_Stored data:_

···

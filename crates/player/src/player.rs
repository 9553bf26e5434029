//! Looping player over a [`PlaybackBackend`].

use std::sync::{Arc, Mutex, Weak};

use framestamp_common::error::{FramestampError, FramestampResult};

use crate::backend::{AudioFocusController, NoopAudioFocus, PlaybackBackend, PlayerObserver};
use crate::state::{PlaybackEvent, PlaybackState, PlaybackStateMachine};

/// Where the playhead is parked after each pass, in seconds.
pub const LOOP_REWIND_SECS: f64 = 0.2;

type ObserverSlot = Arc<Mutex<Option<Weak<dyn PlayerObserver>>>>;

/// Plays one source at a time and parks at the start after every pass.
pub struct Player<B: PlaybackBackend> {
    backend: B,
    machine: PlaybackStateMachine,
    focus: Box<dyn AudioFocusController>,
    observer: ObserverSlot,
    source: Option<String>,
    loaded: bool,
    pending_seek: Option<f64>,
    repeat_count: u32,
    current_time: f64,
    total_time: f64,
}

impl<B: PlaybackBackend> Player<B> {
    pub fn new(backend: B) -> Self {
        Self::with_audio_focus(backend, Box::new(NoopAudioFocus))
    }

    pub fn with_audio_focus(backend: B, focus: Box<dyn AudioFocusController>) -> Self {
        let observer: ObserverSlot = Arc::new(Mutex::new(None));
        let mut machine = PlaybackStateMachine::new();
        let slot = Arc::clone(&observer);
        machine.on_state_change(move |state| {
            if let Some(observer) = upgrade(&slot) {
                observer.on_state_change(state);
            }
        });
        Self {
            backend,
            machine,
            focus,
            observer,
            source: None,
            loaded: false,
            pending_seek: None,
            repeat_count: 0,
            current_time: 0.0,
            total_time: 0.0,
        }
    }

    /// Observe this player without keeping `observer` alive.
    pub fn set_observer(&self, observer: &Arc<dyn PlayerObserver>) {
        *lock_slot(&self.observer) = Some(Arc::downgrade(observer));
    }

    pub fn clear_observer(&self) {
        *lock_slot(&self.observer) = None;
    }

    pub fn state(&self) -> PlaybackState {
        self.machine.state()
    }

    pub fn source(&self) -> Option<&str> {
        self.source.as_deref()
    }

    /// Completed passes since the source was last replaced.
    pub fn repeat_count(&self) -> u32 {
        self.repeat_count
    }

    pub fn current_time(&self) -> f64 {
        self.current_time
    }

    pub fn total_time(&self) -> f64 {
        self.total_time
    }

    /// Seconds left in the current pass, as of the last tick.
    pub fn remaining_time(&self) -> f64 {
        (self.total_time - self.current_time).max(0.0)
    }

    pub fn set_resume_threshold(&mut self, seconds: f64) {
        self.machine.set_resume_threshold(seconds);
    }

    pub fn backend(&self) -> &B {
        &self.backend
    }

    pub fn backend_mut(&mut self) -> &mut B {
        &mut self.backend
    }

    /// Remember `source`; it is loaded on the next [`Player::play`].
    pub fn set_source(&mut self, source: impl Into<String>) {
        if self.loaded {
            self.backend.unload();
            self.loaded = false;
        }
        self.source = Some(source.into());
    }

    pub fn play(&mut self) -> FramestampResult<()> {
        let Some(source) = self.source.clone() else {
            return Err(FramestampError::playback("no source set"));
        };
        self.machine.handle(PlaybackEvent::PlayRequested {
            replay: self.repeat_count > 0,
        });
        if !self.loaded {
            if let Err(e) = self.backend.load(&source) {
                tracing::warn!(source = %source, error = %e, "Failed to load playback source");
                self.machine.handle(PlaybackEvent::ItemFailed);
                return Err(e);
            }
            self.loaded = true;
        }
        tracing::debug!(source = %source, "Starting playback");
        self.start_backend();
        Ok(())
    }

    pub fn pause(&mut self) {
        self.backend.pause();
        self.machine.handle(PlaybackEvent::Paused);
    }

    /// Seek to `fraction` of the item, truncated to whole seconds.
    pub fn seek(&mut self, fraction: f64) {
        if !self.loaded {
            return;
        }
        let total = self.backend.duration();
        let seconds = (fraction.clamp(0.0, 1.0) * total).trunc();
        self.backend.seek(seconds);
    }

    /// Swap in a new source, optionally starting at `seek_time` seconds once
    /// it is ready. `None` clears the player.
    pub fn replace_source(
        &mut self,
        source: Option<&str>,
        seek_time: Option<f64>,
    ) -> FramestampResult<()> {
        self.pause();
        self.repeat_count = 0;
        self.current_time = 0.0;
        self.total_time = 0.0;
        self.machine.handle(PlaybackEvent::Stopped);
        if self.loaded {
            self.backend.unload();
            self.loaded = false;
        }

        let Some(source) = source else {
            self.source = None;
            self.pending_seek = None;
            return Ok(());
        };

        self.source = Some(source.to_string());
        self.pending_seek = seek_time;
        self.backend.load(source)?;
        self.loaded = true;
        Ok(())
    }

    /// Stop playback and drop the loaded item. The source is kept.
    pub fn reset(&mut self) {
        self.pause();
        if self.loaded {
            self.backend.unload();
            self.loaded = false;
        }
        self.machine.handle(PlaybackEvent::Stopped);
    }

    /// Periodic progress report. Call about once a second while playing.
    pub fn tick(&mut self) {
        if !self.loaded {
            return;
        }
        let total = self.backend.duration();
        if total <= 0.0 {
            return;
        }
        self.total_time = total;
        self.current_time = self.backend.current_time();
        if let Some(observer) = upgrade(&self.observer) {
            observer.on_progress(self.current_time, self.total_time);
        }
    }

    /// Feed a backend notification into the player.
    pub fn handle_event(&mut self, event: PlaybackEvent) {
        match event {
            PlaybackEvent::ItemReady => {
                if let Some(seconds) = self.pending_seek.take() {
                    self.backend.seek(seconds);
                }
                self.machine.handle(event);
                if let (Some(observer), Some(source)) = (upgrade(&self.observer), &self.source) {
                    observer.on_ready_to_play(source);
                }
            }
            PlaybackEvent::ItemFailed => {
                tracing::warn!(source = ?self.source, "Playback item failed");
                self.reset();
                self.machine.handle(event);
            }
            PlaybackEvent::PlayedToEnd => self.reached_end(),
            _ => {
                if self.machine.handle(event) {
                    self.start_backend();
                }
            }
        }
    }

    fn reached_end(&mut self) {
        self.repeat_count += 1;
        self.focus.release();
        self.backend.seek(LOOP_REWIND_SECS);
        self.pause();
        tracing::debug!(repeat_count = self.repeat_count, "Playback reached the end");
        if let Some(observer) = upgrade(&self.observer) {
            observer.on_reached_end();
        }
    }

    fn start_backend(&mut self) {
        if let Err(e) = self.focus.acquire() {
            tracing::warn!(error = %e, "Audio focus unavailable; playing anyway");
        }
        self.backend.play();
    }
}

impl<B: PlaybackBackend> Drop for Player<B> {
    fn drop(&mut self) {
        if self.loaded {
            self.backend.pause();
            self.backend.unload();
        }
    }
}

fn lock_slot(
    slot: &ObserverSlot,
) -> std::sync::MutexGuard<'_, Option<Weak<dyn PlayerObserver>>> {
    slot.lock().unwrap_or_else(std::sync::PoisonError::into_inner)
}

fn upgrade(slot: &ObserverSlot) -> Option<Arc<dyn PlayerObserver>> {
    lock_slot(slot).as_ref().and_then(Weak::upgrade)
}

···

_WHAT THE TASK ASKS:_ The lines holding the word "tracing" are the answer. Pull them out of the records and copy them.

_FINAL ANSWER:_
                tracing::warn!(source = %source, error = %e, "Failed to load playback source");
        tracing::debug!(source = %source, "Starting playback");
                tracing::warn!(source = ?self.source, "Playback item failed");
        tracing::debug!(repeat_count = self.repeat_count, "Playback reached the end");
            tracing::warn!(error = %e, "Audio focus unavailable; playing anyway");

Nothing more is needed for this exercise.